Evet, koffie graag. (KÖR KÖKT
Aynı öğeden başka bir sipariş vermek için şu ifadeyi kullanın:
- Başka bir X lütfen.
Nog een X, graag. (Nokh ən X, khrahkh.)
Bira talebi, bienje ( bierje ), yani bienje (yani 'küçük bira') için her zamanki kelime üzerinde bir varyant içerir.
Bunun, talebin standart biçimi haline geldiği açık değil, ancak Avrupa'nın tecrübeli yolcuları, Hollanda biralarının tipik büyüklüğünün, Orta Avrupa'daki muadillerine kıyasla gerçekten oldukça az olduğunu fark edeceklerdir. Ülkenin ayrıca restoranlarda su satışı konusunda da kendine has bir spin var; Çoğu zaman, restoranlar musluk suyuna hizmet etmeyi reddeder ve şişelenmiş su satın almaları için patronlar isterler - dolayısıyla bu talebin formu.
Bu son birkaç cümle, ziyaretçilere temel Hollanda restoranı taleplerinin çoğunu verecek:
- İngilizce menünüz var mı?
Hebben jullie een engelstalige menüsü? (HEBben YOOlee ENGn ENGglsTAHLikhə meNOO?) - Dinlenme odası nerede?
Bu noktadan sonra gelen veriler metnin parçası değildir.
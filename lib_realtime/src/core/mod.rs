//! # Real-time Core
//!
//! The client half of the notification system. One [`ConnectionManager`]
//! owns at most one live event-stream connection per session; inbound frames
//! are classified by the [`dispatcher`] into a closed set of notification
//! kinds and stored newest-first in a bounded [`buffer`].
//!
//! ## Components:
//!
//! - **`protocol`**: the JSON envelope spoken on the wire and the handshake payload.
//! - **`notification`**: the uniform notification record and its kinds.
//! - **`dispatcher`**: maps raw inbound frames to notifications, failing soft.
//! - **`buffer`**: newest-first storage capped at a fixed number of entries.
//! - **`transport`**: the `Connector` seam and its WebSocket implementation.
//! - **`connection`**: session lifecycle (connect, authenticate, disconnect, send).

/// Error type shared by the real-time components.
pub mod error;
/// Wire envelope and handshake payloads.
pub mod protocol;
/// Notification record and the closed set of kinds.
pub mod notification;
/// Inbound frame classification.
pub mod dispatcher;
/// Bounded newest-first notification store.
pub mod buffer;
/// Transport seam and the tokio-tungstenite connector.
pub mod transport;
/// Connection lifecycle manager.
pub mod connection;

pub use buffer::NotificationBuffer;
pub use connection::{ConnectOutcome, ConnectionManager, ConnectionState, RuntimeSurface, SessionUser};
pub use dispatcher::{EventDispatcher, Inbound};
pub use error::RealtimeError;
pub use notification::{Notification, NotificationKind};
pub use protocol::{UserRole, WireFrame};
pub use transport::{Connector, Link, WsConnector};
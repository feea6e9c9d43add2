/// fern dispatch setup and log file rotation.
pub mod logger;

pub use logger::{parse_level, setup_logging};
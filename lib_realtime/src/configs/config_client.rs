use std::fmt;
use std::fs;
use std::path::{Path, PathBuf};

use serde::{Deserialize, Serialize};
use thiserror::Error;

/// Default number of notifications retained by the buffer.
pub const DEFAULT_NOTIFICATION_CAPACITY: usize = 50;
/// Default page size requested by REST page sources.
pub const DEFAULT_PAGE_SIZE: u32 = 10;

#[derive(Debug, Error)]
pub enum ConfigError {
    #[error("I/O error reading {path}: {source}")]
    Io {
        path: PathBuf,
        #[source]
        source: std::io::Error,
    },

    #[error("Failed to parse config file {path}: {source}")]
    Parse {
        path: PathBuf,
        #[source]
        source: serde_json::Error,
    },

    #[error("Invalid value for {field}: {reason}")]
    Invalid { field: &'static str, reason: String },
}

/// One layer of configuration. Every field is optional so layers can be
/// stacked: defaults, then the JSON file, then environment/CLI values.
#[derive(Debug, Clone, Default, Deserialize, Serialize, PartialEq)]
#[serde(rename_all = "camelCase")]
pub struct ConfigLayer {
    pub ws_url: Option<String>,
    pub api_base_url: Option<String>,
    pub page_size: Option<u32>,
    pub notification_capacity: Option<usize>,
    pub http_max_retries: Option<u32>,
    pub log_dir: Option<PathBuf>,
    pub log_level: Option<String>,
}

impl ConfigLayer {
    /// Reads a layer from a JSON file.
    pub fn from_json_file(path: &Path) -> Result<Self, ConfigError> {
        let raw = fs::read_to_string(path).map_err(|source| ConfigError::Io {
            path: path.to_path_buf(),
            source,
        })?;
        serde_json::from_str(&raw).map_err(|source| ConfigError::Parse {
            path: path.to_path_buf(),
            source,
        })
    }

    /// Merges two layers; `Some` values in `other` override `self`.
    pub fn merge(self, other: ConfigLayer) -> ConfigLayer {
        ConfigLayer {
            ws_url: other.ws_url.or(self.ws_url),
            api_base_url: other.api_base_url.or(self.api_base_url),
            page_size: other.page_size.or(self.page_size),
            notification_capacity: other.notification_capacity.or(self.notification_capacity),
            http_max_retries: other.http_max_retries.or(self.http_max_retries),
            log_dir: other.log_dir.or(self.log_dir),
            log_level: other.log_level.or(self.log_level),
        }
    }
}

/// Fully resolved configuration.
#[derive(Debug, Clone, Deserialize, Serialize, PartialEq)]
#[serde(rename_all = "camelCase")]
pub struct RealtimeConfig {
    /// Event-stream endpoint (`ws://` or `wss://`).
    pub ws_url: String,
    /// Base URL of the backing REST service used by page sources.
    pub api_base_url: String,
    pub page_size: u32,
    pub notification_capacity: usize,
    /// Transport-level retries for HTTP page fetches.
    pub http_max_retries: u32,
    pub log_dir: PathBuf,
    pub log_level: String,
}

impl Default for RealtimeConfig {
    fn default() -> Self {
        Self {
            ws_url: "ws://127.0.0.1:9010/ws".to_string(),
            api_base_url: "http://127.0.0.1:9011/".to_string(),
            page_size: DEFAULT_PAGE_SIZE,
            notification_capacity: DEFAULT_NOTIFICATION_CAPACITY,
            http_max_retries: 2,
            log_dir: PathBuf::from("./logs"),
            log_level: "info".to_string(),
        }
    }
}

impl RealtimeConfig {
    /// Resolves a layer on top of the defaults and validates the result.
    pub fn resolve(layer: ConfigLayer) -> Result<Self, ConfigError> {
        let defaults = RealtimeConfig::default();
        let config = RealtimeConfig {
            ws_url: layer.ws_url.unwrap_or(defaults.ws_url),
            api_base_url: layer.api_base_url.unwrap_or(defaults.api_base_url),
            page_size: layer.page_size.unwrap_or(defaults.page_size),
            notification_capacity: layer
                .notification_capacity
                .unwrap_or(defaults.notification_capacity),
            http_max_retries: layer.http_max_retries.unwrap_or(defaults.http_max_retries),
            log_dir: layer.log_dir.unwrap_or(defaults.log_dir),
            log_level: layer.log_level.unwrap_or(defaults.log_level),
        };
        config.validate()?;
        Ok(config)
    }

    /// Loads defaults overlaid with the JSON file at `path`.
    pub fn from_json_file(path: &Path) -> Result<Self, ConfigError> {
        Self::resolve(ConfigLayer::from_json_file(path)?)
    }

    fn validate(&self) -> Result<(), ConfigError> {
        if !(self.ws_url.starts_with("ws://") || self.ws_url.starts_with("wss://")) {
            return Err(ConfigError::Invalid {
                field: "wsUrl",
                reason: format!("expected a ws:// or wss:// URL, got '{}'", self.ws_url),
            });
        }
        if self.page_size == 0 {
            return Err(ConfigError::Invalid {
                field: "pageSize",
                reason: "must be at least 1".to_string(),
            });
        }
        if self.notification_capacity == 0 {
            return Err(ConfigError::Invalid {
                field: "notificationCapacity",
                reason: "must be at least 1".to_string(),
            });
        }
        Ok(())
    }
}

impl fmt::Display for RealtimeConfig {
    fn fmt(&self, f: &mut fmt::Formatter<'_>) -> fmt::Result {
        write!(
            f,
            "RealtimeConfig
    Stream endpoint: {},
    API base: {},
    Page size: {},
    Notification capacity: {},
    HTTP retries: {},
    Log dir: {},
    Log level: {}
",
            self.ws_url,
            self.api_base_url,
            self.page_size,
            self.notification_capacity,
            self.http_max_retries,
            self.log_dir.display(),
            self.log_level
        )
    }
}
Waar de WC / het tuvaleti mi? (Vahr də VAY-say / het tvahLET?) - Hesap Lütfen.
De rekening, graag. (Də RAYkəning, khrahkh.)
Garson ile etkileşim
Tabii ki, lokantadaki genel prosedür, garsonun ilk önce bu ifadelerden birinin üzerinde bir varyant olacak bir soruya yaklaşması ve pozlamasıdır:
- Ne içmek istersiniz?
Willen jullie içiyor mu? (WILIə YOOlee, DRINKə'yi alır mı?) - Ne yemek istersiniz?
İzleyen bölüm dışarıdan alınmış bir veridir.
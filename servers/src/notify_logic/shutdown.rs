use tokio::signal;

/// Resolves on Ctrl-C, or SIGTERM on unix.
pub async fn shutdown_signal() {
    let ctrl_c = async {
        if let Err(e) = signal::ctrl_c().await {
            log::error!("Failed to listen for Ctrl-C: {}", e);
            std::future::pending::<()>().await;
        }
        log::info!("Ctrl-C received, initiating shutdown.");
    };

    #[cfg(unix)]
    let terminate = async {
        match signal::unix::signal(signal::unix::SignalKind::terminate()) {
            Ok(mut term_signal) => {
                term_signal.recv().await;
                log::info!("SIGTERM received, initiating shutdown.");
            }
            Err(e) => {
                log::error!("Failed to install SIGTERM handler: {}", e);
                std::future::pending::<()>().await;
            }
        }
    };

    #[cfg(not(unix))]
    let terminate = std::future::pending::<()>();

    tokio::select! {
        _ = ctrl_c => {},
        _ = terminate => {},
    }
}
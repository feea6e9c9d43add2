//! # Data Retrieval Module
//!
//! HTTP plumbing for the list views. `ky_http` wraps `reqwest` with retry
//! middleware; `page_source` turns a paginated REST endpoint into a
//! [`PageSource`](crate::loaders::PageSource) for the incremental loader.

/// Generic HTTP API client with retry middleware.
pub mod ky_http;

/// REST-backed page source for `IncrementalLoader`.
pub mod page_source;

pub use ky_http::{ApiClient, ApiResponse, RetrieveError};
pub use page_source::RestPageSource;
use std::time::Duration;

use anyhow::{bail, Result};
use chrono::Utc;
use clap::Parser;
use lib_realtime::core::{ConnectionManager, ConnectionState, NotificationKind, UserRole};
use lib_realtime::retrieve::ApiClient;
use reqwest::Method;
use serde_json::{json, Value};
use tokio::time::{sleep, timeout};

#[derive(Parser, Debug)]
#[clap(author, version, about = "Pushes notifications through a running relay and checks the client buffer", long_about = None)]
struct Args {
    /// Relay HTTP base URL
    #[clap(long, default_value = "http://127.0.0.1:9010/")]
    relay: String,

    /// Number of notifications to emit
    #[clap(short, long, default_value_t = 200)]
    events: usize,

    /// Client buffer capacity
    #[clap(short, long, default_value_t = 50)]
    capacity: usize,

    /// Seconds to wait for delivery
    #[clap(long, default_value_t = 30)]
    wait_seconds: u64,
}

#[tokio::main]
async fn main() -> Result<()> {
    let _ = rustls::crypto::ring::default_provider().install_default();
    let args = Args::parse();

    let api = ApiClient::new(&args.relay, None, 0)?;
    let mut ws_url = api.url_for("ws", &[])?;
    let scheme = if ws_url.scheme() == "https" { "wss" } else { "ws" };
    if ws_url.set_scheme(scheme).is_err() {
        bail!("Cannot derive a WebSocket URL from {}", args.relay);
    }

    let user_id = format!("throughput-{}", Utc::now().timestamp_millis());
    let manager = ConnectionManager::websocket(ws_url.as_str()).with_buffer_capacity(args.capacity);
    let mut events = manager.subscribe();

    println!("Connecting to {} as {}...", ws_url, user_id);
    manager.connect(&user_id, UserRole::Expert).await?;
    timeout(Duration::from_secs(5), async {
        while manager.state() != ConnectionState::Authenticated {
            sleep(Duration::from_millis(20)).await;
        }
    })
    .await
    .map_err(|_| anyhow::anyhow!("No authenticated acknowledgment within 5s"))?;

    let started = Utc::now();
    for i in 1..=args.events {
        let body = json!({
            "event": NotificationKind::NewProjectAvailable.event_name(),
            "data": {
                "message": format!("n{}", i),
                "projectTitle": format!("Throughput project {}", i),
                "institutionName": "Load Test University"
            },
            "userId": user_id,
        });
        let response = api
            .request::<Value, Value>(Method::POST, "emit", None, Some(body))
            .await?
            .into_result()?;
        if response["delivered"] != json!(1) {
            bail!("Emit {} was not delivered: {}", i, response);
        }
    }
    let emitted = Utc::now();

    let mut received = 0usize;
    let deadline = Duration::from_secs(args.wait_seconds);
    let drained = timeout(deadline, async {
        while received < args.events {
            match events.recv().await {
                Ok(_) => received += 1,
                Err(tokio::sync::broadcast::error::RecvError::Lagged(n)) => received += n as usize,
                Err(_) => break,
            }
        }
    })
    .await;
    let finished = Utc::now();
    manager.disconnect();

    if drained.is_err() {
        bail!("Only {}/{} notifications arrived within {:?}", received, args.events, deadline);
    }

    let snapshot = manager.notifications();
    let expected_len = args.events.min(args.capacity);
    let expected: Vec<String> = (1..=args.events)
        .rev()
        .take(expected_len)
        .map(|i| format!("n{}", i))
        .collect();
    let actual: Vec<String> = snapshot.iter().map(|n| n.message.clone()).collect();

    println!("\n----- Throughput Summary -----");
    println!("Emitted:   {} in {} ms", args.events, (emitted - started).num_milliseconds());
    println!("Delivered: {} in {} ms", received, (finished - started).num_milliseconds());
    println!("Buffered:  {} (capacity {})", snapshot.len(), args.capacity);
    println!("------------------------------\n");

    if actual != expected {
        bail!(
            "Buffer order mismatch: expected newest-first {:?}.., got {:?}..",
            expected.first(),
            actual.first()
        );
    }
    println!("Buffer bound and newest-first ordering hold.");
    Ok(())
}
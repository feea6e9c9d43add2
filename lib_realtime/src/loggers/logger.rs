use std::fs;
use std::path::{Path, PathBuf};

use glob::glob;

/// Maps a textual level to a `log` filter. Unknown values fall back to `Info`.
pub fn parse_level(log_level: &str) -> log::LevelFilter {
    match log_level.to_lowercase().as_str() {
        "trace" => log::LevelFilter::Trace,
        "debug" => log::LevelFilter::Debug,
        "warn" => log::LevelFilter::Warn,
        "error" | "fatal" => log::LevelFilter::Error,
        "off" => log::LevelFilter::Off,
        _ => log::LevelFilter::Info,
    }
}

/// Installs the global logger: stdout plus a timestamped file under `log_dir`.
///
/// Older log files of the same `app_name` are removed first so only the
/// previous run's file survives next to the new one.
pub fn setup_logging(app_name: &str, log_dir: &Path, log_level: &str) -> Result<PathBuf, fern::InitError> {
    if !log_dir.exists() {
        fs::create_dir_all(log_dir)?;
    }

    rotate_logs(app_name, log_dir);

    let log_file_name = format!("{}-{}.log", app_name, chrono::Local::now().format("%Y%m%d_%H%M%S"));
    let log_path = log_dir.join(log_file_name);

    fern::Dispatch::new()
        .format(|out, message, record| {
            out.finish(format_args!(
                "{}[{}][{}] {}",
                chrono::Local::now().format("[%Y-%m-%d %H:%M:%S]"),
                record.target(),
                record.level(),
                message
            ))
        })
        .level(parse_level(log_level))
        .chain(std::io::stdout())
        .chain(fern::log_file(&log_path)?)
        .apply()?;

    Ok(log_path)
}

/// Keeps only the newest `<app_name>-*.log` file in `log_dir`.
///
/// File names embed a sortable timestamp, so name order is age order.
pub(crate) fn rotate_logs(app_name: &str, log_dir: &Path) {
    let pattern = format!("{}/{}-*.log", log_dir.display(), app_name);
    let mut log_files: Vec<PathBuf> = match glob(&pattern) {
        Ok(paths) => paths.filter_map(Result::ok).collect(),
        Err(e) => {
            eprintln!("Invalid log rotation pattern {}: {}", pattern, e);
            return;
        }
    };

    log_files.sort_by(|a, b| b.file_name().cmp(&a.file_name()));

    for old_file in log_files.iter().skip(1) {
        if let Err(e) = fs::remove_file(old_file) {
            eprintln!("Error deleting old log file {}: {}", old_file.display(), e);
        }
    }
}
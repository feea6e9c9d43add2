use std::collections::HashMap;
use std::sync::atomic::{AtomicUsize, Ordering};
use std::sync::{Mutex, MutexGuard};

use serde::Deserialize;
use serde_json::Value;
use thiserror::Error;
use tokio::sync::mpsc;

use crate::core::notification::NotificationKind;
use crate::core::protocol::{AuthPayload, UserRole, WireFrame, AUTHENTICATED_EVENT};

#[derive(Debug, Error)]
pub enum RelayError {
    #[error("unknown event '{0}'")]
    UnknownEvent(String),

    #[error("failed to encode frame: {0}")]
    Encode(#[from] serde_json::Error),
}

/// Body of `POST /emit`.
///
/// With neither `user_id` nor `role` set, every authenticated session
/// receives the frame.
#[derive(Debug, Clone, Deserialize)]
#[serde(rename_all = "camelCase")]
pub struct EmitRequest {
    pub event: String,
    #[serde(default)]
    pub data: Value,
    pub user_id: Option<String>,
    pub role: Option<UserRole>,
}

struct RelaySession {
    user: Option<AuthPayload>,
    tx: mpsc::UnboundedSender<String>,
}

/// Connected sockets and who they authenticated as.
pub struct RelayHub {
    sessions: Mutex<HashMap<usize, RelaySession>>,
    next_id: AtomicUsize,
}

impl Default for RelayHub {
    fn default() -> Self {
        Self::new()
    }
}

impl RelayHub {
    pub fn new() -> Self {
        Self {
            sessions: Mutex::new(HashMap::new()),
            next_id: AtomicUsize::new(1),
        }
    }

    /// Adds an unauthenticated session. Frames for it arrive on the receiver.
    pub fn register(&self) -> (usize, mpsc::UnboundedReceiver<String>) {
        let id = self.next_id.fetch_add(1, Ordering::Relaxed);
        let (tx, rx) = mpsc::unbounded_channel();
        self.lock().insert(id, RelaySession { user: None, tx });
        (id, rx)
    }

    /// Records who the session is and returns the `authenticated` reply.
    pub fn authenticate(&self, id: usize, auth: AuthPayload) -> Result<String, RelayError> {
        let reply = WireFrame::new(AUTHENTICATED_EVENT, serde_json::to_value(&auth)?).encode()?;
        if let Some(session) = self.lock().get_mut(&id) {
            log::info!("Session {} authenticated as {} ({})", id, auth.user_id, auth.user_type);
            session.user = Some(auth);
        }
        Ok(reply)
    }

    pub fn remove(&self, id: usize) {
        self.lock().remove(&id);
    }

    pub fn session_count(&self) -> usize {
        self.lock().len()
    }

    pub fn authenticated_count(&self) -> usize {
        self.lock().values().filter(|s| s.user.is_some()).count()
    }

    /// Fans a notification out to matching authenticated sessions and
    /// returns how many received it.
    pub fn emit(&self, request: &EmitRequest) -> Result<usize, RelayError> {
        if NotificationKind::from_event_name(&request.event).is_none() {
            return Err(RelayError::UnknownEvent(request.event.clone()));
        }
        let text = WireFrame::new(request.event.clone(), request.data.clone()).encode()?;

        let sessions = self.lock();
        let delivered = sessions
            .values()
            .filter(|session| match &session.user {
                Some(user) => {
                    request.user_id.as_deref().map_or(true, |id| id == user.user_id)
                        && request.role.map_or(true, |role| role == user.user_type)
                }
                None => false,
            })
            .filter(|session| session.tx.send(text.clone()).is_ok())
            .count();

        log::debug!("Emitted {} to {} session(s)", request.event, delivered);
        Ok(delivered)
    }

    fn lock(&self) -> MutexGuard<'_, HashMap<usize, RelaySession>> {
        self.sessions.lock().unwrap_or_else(|poisoned| poisoned.into_inner())
    }
}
Islak jullie het al? (Kaynak, "Zaten biliyor musun?") " - Başka herhangi bir şey?
Anders nog iets? (AHNdərs nokh eets?)
Ve siparişinizi Hollandaca vermek için yukarıdaki ifadelerden herhangi birini hatırlayamıyorsanız, en azından şu temel aşamada Hollandaca'yı devre dışı bırakabilirsiniz:
- İngilizce konuşabiliyor musun?
Spreek je engelleri? (SPRAYK yə ENGGLER?)